An increasing area of concern in our lives is the health of our indoor environments – Is the air in an office free of chemical pollutants? Are noise levels near a construction site too high? Are contaminants seeping into school classrooms through ventilation systems? Monitoring equipment for noise and air quality to answer questions such as these has become highly sophisticated, and students in the Environmental and Occupational Health program at Clarkson University now have additional opportunities to learn effective techniques of environmental monitoring.

Quest Technologies, Inc., of Oconomowac, Wis., has donated over $30,000 worth of gas, vibration, heat stress and noise monitors for use in the environmental and occupational health laboratories at Clarkson, as well as in air quality research programs currently underway at the University. The gift was facilitated by Clarkson alumnus Daniel Webster ’69, president of Quest Technologies Inc.

“This gift has allowed us to update much of the equipment in our laboratories,” said Alan Rossner, director of the Environmental and Occupational Health program at Clarkson. “It will give students the opportunity to become familiar with the kind of equipment that they will be required to use in the workplace after graduation.”

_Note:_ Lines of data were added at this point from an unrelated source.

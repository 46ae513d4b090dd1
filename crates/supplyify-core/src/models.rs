use chrono::{DateTime, Utc};
use serde::{Deserialize, Serialize};

use crate::estimate::DepletionEstimate;

/// Starting quantity for a freshly added item
pub const DEFAULT_AMOUNT_LEFT: f64 = 1.0;

/// Starting usage rate for a freshly added item
pub const DEFAULT_USAGE_PER_DAY: f64 = 1.0;

/// A registered account. The raw password is gone by the time one of these exists.
#[derive(Debug, Clone, PartialEq, Eq)]
pub struct Account {
    pub email: String,
    /// Argon2id hash in PHC string format
    pub password_hash: String,
}

/// Stable identifier of a supply item
///
/// Handed out by the storage backend and never reused, so removing one item
/// never changes the id of another.
#[derive(Debug, Clone, Copy, PartialEq, Eq, Hash, PartialOrd, Ord, Serialize, Deserialize)]
#[serde(transparent)]
pub struct ItemId(pub i64);

impl std::fmt::Display for ItemId {
    fn fmt(&self, f: &mut std::fmt::Formatter<'_>) -> std::fmt::Result {
        write!(f, "{}", self.0)
    }
}

impl std::str::FromStr for ItemId {
    type Err = std::num::ParseIntError;

    fn from_str(s: &str) -> Result<Self, Self::Err> {
        s.trim().parse().map(ItemId)
    }
}

/// Something the user owns and wants to reorder before it runs out
#[derive(Debug, Clone, PartialEq, Serialize, Deserialize)]
pub struct SupplyItem {
    pub id: ItemId,
    /// The search query the item was added from
    pub name: String,
    /// Affiliate search link, fixed at creation
    pub link: String,
    pub amount_left: f64,
    pub usage_per_day: f64,
    pub added_on: DateTime<Utc>,
}

/// Item data before the backend assigns an id
#[derive(Debug, Clone, PartialEq)]
pub struct NewSupplyItem {
    pub name: String,
    pub link: String,
    pub amount_left: f64,
    pub usage_per_day: f64,
    pub added_on: DateTime<Utc>,
}

impl NewSupplyItem {
    /// New item with the default quantity and usage rate
    pub fn with_defaults(name: String, link: String, added_on: DateTime<Utc>) -> Self {
        Self {
            name,
            link,
            amount_left: DEFAULT_AMOUNT_LEFT,
            usage_per_day: DEFAULT_USAGE_PER_DAY,
            added_on,
        }
    }

    pub fn into_item(self, id: ItemId) -> SupplyItem {
        SupplyItem {
            id,
            name: self.name,
            link: self.link,
            amount_left: self.amount_left,
            usage_per_day: self.usage_per_day,
            added_on: self.added_on,
        }
    }
}

/// An item together with its depletion estimate, ready to render
#[derive(Debug, Clone, PartialEq, Serialize)]
pub struct SupplyStatus {
    pub item: SupplyItem,
    /// None when usage is zero or negative
    pub estimate: Option<DepletionEstimate>,
}

impl SupplyStatus {
    pub fn is_low_stock(&self) -> bool {
        self.estimate.as_ref().is_some_and(|e| e.low_stock)
    }
}
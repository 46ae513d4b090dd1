use serde::{Deserialize, Serialize};
use std::path::{Path, PathBuf};

/// Main configuration structure
///
/// Loaded from a TOML file. Anything missing falls back to defaults, and a
/// missing file is the same as an empty one.
#[derive(Debug, Clone, Serialize, Deserialize, Default, PartialEq)]
pub struct Config {
    #[serde(default)]
    pub affiliate: AffiliateConfig,
    #[serde(default)]
    pub storage: StorageConfig,
}

impl Config {
    /// Load config from the default location
    pub fn load() -> crate::Result<Self> {
        Self::load_from(&Self::config_path()?)
    }

    /// Load config from an explicit path, or defaults if it doesn't exist
    pub fn load_from(config_path: &Path) -> crate::Result<Self> {
        if config_path.exists() {
            let contents = std::fs::read_to_string(config_path)?;
            let config: Config = toml::from_str(&contents)
                .map_err(|e| crate::Error::ConfigError(format!("Failed to parse config: {}", e)))?;
            Ok(config)
        } else {
            Ok(Self::default())
        }
    }

    /// Save config to the default location
    pub fn save(&self) -> crate::Result<()> {
        self.save_to(&Self::config_path()?)
    }

    pub fn save_to(&self, config_path: &Path) -> crate::Result<()> {
        if let Some(parent) = config_path.parent() {
            std::fs::create_dir_all(parent)?;
        }

        let contents = toml::to_string_pretty(self)
            .map_err(|e| crate::Error::ConfigError(format!("Failed to serialize config: {}", e)))?;

        std::fs::write(config_path, contents)?;
        Ok(())
    }

    /// Get the config file path
    /// Uses XDG on Linux/macOS, AppData on Windows
    pub fn config_path() -> crate::Result<PathBuf> {
        Ok(dirs::config_dir()
            .ok_or_else(|| crate::Error::ConfigError("Could not find config directory".into()))?
            .join("supplyify")
            .join("config.toml"))
    }
}

#[derive(Debug, Clone, Serialize, Deserialize, PartialEq, Eq)]
pub struct AffiliateConfig {
    /// Tracking tag appended to every outbound link
    #[serde(default = "default_affiliate_tag")]
    pub tag: String,

    /// Marketplace search endpoint
    #[serde(default = "default_search_url")]
    pub search_url: String,
}

fn default_affiliate_tag() -> String {
    "michaelcolett-20".to_string()
}

fn default_search_url() -> String {
    "https://www.amazon.com/s".to_string()
}

impl Default for AffiliateConfig {
    fn default() -> Self {
        Self {
            tag: default_affiliate_tag(),
            search_url: default_search_url(),
        }
    }
}

/// Where accounts and supplies live
#[derive(Debug, Clone, Copy, Serialize, Deserialize, PartialEq, Eq, Default)]
#[serde(rename_all = "lowercase")]
pub enum BackendKind {
    /// SQLite file, survives restarts
    #[default]
    Sqlite,
    /// In-process only, gone when the process exits
    Memory,
}

#[derive(Debug, Clone, Serialize, Deserialize, Default, PartialEq, Eq)]
pub struct StorageConfig {
    #[serde(default)]
    pub backend: BackendKind,

    /// Database file. Defaults to the platform data dir.
    #[serde(default)]
    pub path: Option<PathBuf>,
}

impl StorageConfig {
    /// Resolve the database path, falling back to `<data dir>/supplyify/supplyify.db`
    pub fn database_path(&self) -> crate::Result<PathBuf> {
        match &self.path {
            Some(path) => Ok(path.clone()),
            None => Ok(dirs::data_dir()
                .ok_or_else(|| crate::Error::ConfigError("Could not find data directory".into()))?
                .join("supplyify")
                .join("supplyify.db")),
        }
    }
}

Students in the Environmental and Occupational Health program learn how to perform health hazard evaluations in the workplace and community. The testing focuses on the chemical, noise and biological exposure of workers and community members. The new equipment will allow Clarkson to expand its current laboratory and field experiments in this area because the monitoring equipment interfaces with computers, Rossner said.

“Students will be able to look at a more detailed and complete profile of a situation and perform in-depth analysis of field data they gather,” Rossner said.

The Quest equipment will also be used in air quality research. Clarkson Chemical Engineering Professor Philip K. Hopke studies air quality. He said the donated equipment includes portable monitoring systems that allow the user to conduct a more thorough air quality assessment inside buildings and structures. The equipment will be used by faculty, graduate students and undergraduate students for on-going research in the new Center for Air Resources Engineering and Science.

Webster graduated from Clarkson in 1969 with a degree in Industrial Distribution. Webster contacted the University after reading an article on Clarkson’s success in the recent IBM Linux Challenge and that contact signaled the beginning of a relationship between the University and Quest. Quest Technologies <> is a global leader in the design and manufacturing of occupational health, safety and environmental instruments used to measure, analyze and report heat stress, air quality, noise, and toxic/combustible gases in the workplace. Besides its offices in Wisconsin, Quest Technologies also has a research and development facility in Rochester, New York.